Friday, September 8, 2023

Marketing Today


This is based purely on my observations and personal experiences. I believe the way marketing works today is different from the past, and not just in strategies and tactics, but fundamentally. Yes, one must still start with an understanding of the customer and one must still deliver a unique value proposition to that customer. But the advent of the Internet, social media, AI and data analytics has changed everything. 

Here are the two approaches to marketing that I believe work today. The first is not that different from what worked in the past but I believe it is even more necessary now when many more traditional approaches are far less effective or have ceased working altogether - word-of-mouth, referrals, peer-to-peer marketing and returning satisfied customers. This is all about human-to-human interaction. No wonder the very popular Net Promoter Score (NPS) measures the extent to which one would recommend a particular product or brand to a friend or colleague. It is a measure of attitudinal loyalty but it also gets to the core of what works today, person-to-person influencing. 

The second approach relies on an active online presence, AI and data analytics. I can personally vouch for the fact that if you allow your online "likes," "clicks," and purchases to be monitored, you begin to receive offers of products that are increasingly tailored to your particular needs and desires. This pin-point accuracy in individual targeting was not possible even a decade ago. The purchase rate is much higher when every online ad features something that you highly desire. 

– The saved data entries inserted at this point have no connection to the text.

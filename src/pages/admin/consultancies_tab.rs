//! Consultancies table with create/edit modal and inline delete.

use leptos::prelude::*;
use leptos::task::spawn_local;
use leptos_modal::{ConfirmButton, Modal};

use super::FormField;
use crate::api;
use crate::forms::ConsultancyForm;
use crate::store::{store_remove_consultancy, store_upsert_consultancy, use_admin_store, AdminStateStoreFields};

#[component]
pub fn ConsultanciesTab(set_error: WriteSignal<String>) -> impl IntoView {
    let store = use_admin_store();

    let (modal_open, set_modal_open) = signal(false);
    let (editing_id, set_editing_id) = signal(None::<u32>);
    let (form, set_form) = signal(ConsultancyForm::default());
    let (saving, set_saving) = signal(false);

    let open_create = move |_| {
        set_editing_id.set(None);
        set_form.set(ConsultancyForm::default());
        set_modal_open.set(true);
    };

    let save = move |ev: web_sys::SubmitEvent| {
        ev.prevent_default();
        let patch = form.get_untracked().to_admin_patch();
        let id = editing_id.get_untracked();
        set_saving.set(true);
        spawn_local(async move {
            let result = match id {
                Some(id) => api::update_consultancy(id, &patch).await,
                None => api::create_consultancy(&patch).await,
            };
            match result {
                Ok(record) => {
                    store_upsert_consultancy(&store, record);
                    set_modal_open.set(false);
                    set_error.set(String::new());
                }
                Err(e) => {
                    log::warn!("save consultancy failed: {}", e);
                    let fallback = if id.is_some() { "Failed to update consultancy" } else { "Failed to create consultancy" };
                    set_error.set(e.user_message(fallback));
                }
            }
            set_saving.set(false);
        });
    };

    let delete = move |id: u32| {
        spawn_local(async move {
            match api::delete_consultancy(id).await {
                Ok(()) => store_remove_consultancy(&store, id),
                Err(e) => {
                    log::warn!("delete consultancy {} failed: {}", id, e);
                    set_error.set(e.user_message("Failed to delete consultancy"));
                }
            }
        });
    };

    let title = Signal::derive(move || {
        if editing_id.get().is_some() { "Edit Consultancy" } else { "Add Consultancy" }.to_string()
    });

    view! {
        <section class="panel">
            <div class="panel-header">
                <h2 class="panel-title">"Consultancies"</h2>
                <button type="button" class="btn btn-primary" on:click=open_create>"Add Consultancy"</button>
            </div>
            <table class="data-table">
                <thead>
                    <tr>
                        <th>"Name"</th>
                        <th>"Email"</th>
                        <th>"Address"</th>
                        <th>"Status"</th>
                        <th></th>
                    </tr>
                </thead>
                <tbody>
                    <For
                        each=move || store.consultancies().get()
                        key=|c| (c.id, c.name.clone(), c.email.clone(), c.address.clone(), c.is_verified)
                        children=move |c| {
                            let id = c.id;
                            let edit = {
                                let c = c.clone();
                                move |_| {
                                    set_form.set(ConsultancyForm::from_consultancy(&c));
                                    set_editing_id.set(Some(id));
                                    set_modal_open.set(true);
                                }
                            };
                            view! {
                                <tr>
                                    <td>{c.name.clone()}</td>
                                    <td>{c.email.clone()}</td>
                                    <td>{c.address.clone()}</td>
                                    <td>
                                        {if c.is_verified {
                                            view! { <span class="badge badge-verified">"Verified"</span> }.into_any()
                                        } else {
                                            view! { <span class="badge badge-pending">"Pending"</span> }.into_any()
                                        }}
                                    </td>
                                    <td class="row-actions">
                                        <button type="button" class="btn btn-secondary" on:click=edit>"Edit"</button>
                                        <ConfirmButton button_class="btn btn-danger" on_confirm=Callback::new(move |_: ()| delete(id)) />
                                    </td>
                                </tr>
                            }
                        }
                    />
                </tbody>
            </table>

            <Modal open=modal_open title=title on_close=Callback::new(move |_: ()| set_modal_open.set(false))>
                <form class="modal-form" on:submit=save>
                    <FormField
                        label="Name"
                        value=Signal::derive(move || form.with(|f| f.name.clone()))
                        on_input=Callback::new(move |v: String| set_form.update(|f| f.name = v))
                    />
                    <FormField
                        label="Address"
                        value=Signal::derive(move || form.with(|f| f.address.clone()))
                        on_input=Callback::new(move |v: String| set_form.update(|f| f.address = v))
                    />
                    <FormField
                        label="Email"
                        input_type="email"
                        value=Signal::derive(move || form.with(|f| f.email.clone()))
                        on_input=Callback::new(move |v: String| set_form.update(|f| f.email = v))
                    />
                    <FormField
                        label="Website"
                        placeholder="https://"
                        value=Signal::derive(move || form.with(|f| f.website.clone()))
                        on_input=Callback::new(move |v: String| set_form.update(|f| f.website = v))
                    />
                    <FormField
                        label="Countries"
                        placeholder="Comma separated (e.g., USA, UK, Canada)"
                        value=Signal::derive(move || form.with(|f| f.countries.clone()))
                        on_input=Callback::new(move |v: String| set_form.update(|f| f.countries = v))
                    />
                    <div class="form-actions">
                        <button type="submit" class="btn btn-success" disabled=move || saving.get()>
                            {move || if saving.get() { "Saving..." } else { "Save" }}
                        </button>
                        <button type="button" class="btn btn-secondary" on:click=move |_| set_modal_open.set(false)>
                            "Cancel"
                        </button>
                    </div>
                </form>
            </Modal>
        </section>
    }
}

What has gone by the wayside? Cold calls. Unsolicited mail. Unsolicited email messages. Unsolicited text messages. Dialing for dollars. People you don't know asking for "just a minute of your time." We are receiving too many of each of these types of communication every day to consider any one of them for more than a fraction of a second. My routine is to delete as many email messages as possible as quickly as possible and if I recall that I deleted something that I was expecting or could be interested in, I have to go back to the deleted folder to move it back to the inbox. And, as a business owner, I get no less than five solicitations a day from lead-generation companies that want to make cold calls on my company's behalf. I can't imagine being a chief marketing officer today. That person's administrative assistant must spend most of the day running interference with all of the cold callers out there. 

So my advice for the future is to focus on peer-to-peer marketing and using data analytics and AI to get to your potential customers. Yes, there still is room for television, radio, outdoor and other traditional advertising approaches and I am always a fan of publicity and guerrilla marketing, and if you are a food product, free product trial still works, but try focusing on peer-to-peer and data analytics. I believe those are the future of marketing. 

Saturday, September 2, 2023

Business Hours & Convenience

 


One of the drivers of customer brand insistence is accessibility. I recently encountered a local bookstore with these hours. It is a new store and I love books so I wanted to explore it. Despite driving by the store a few days each week, I have not yet gone by at a time when it was open. I have now given up on the store. Unless the brand offers a highly demanded item or items not available anywhere else, inconvenient store hours will completely take it out of the consideration set. People do not have a high tolerance for inaccessibility, especial in the era of Amazon.com and a myriad of other 24/7 online stores that can ship overnight. 

Clearly, this is an extreme example of ridiculous hours of operation, but I have encountered many other places with similarly strange hours. If you don't uniquely offer the next big thing, don't handicap your business with limited or strange hours. And even if you are uniquely offering the next big thing, you would do much better to offer as much accessibility and convenience as possible. 

I suspect the bookstore I am citing will be out of business within six months, if not sooner.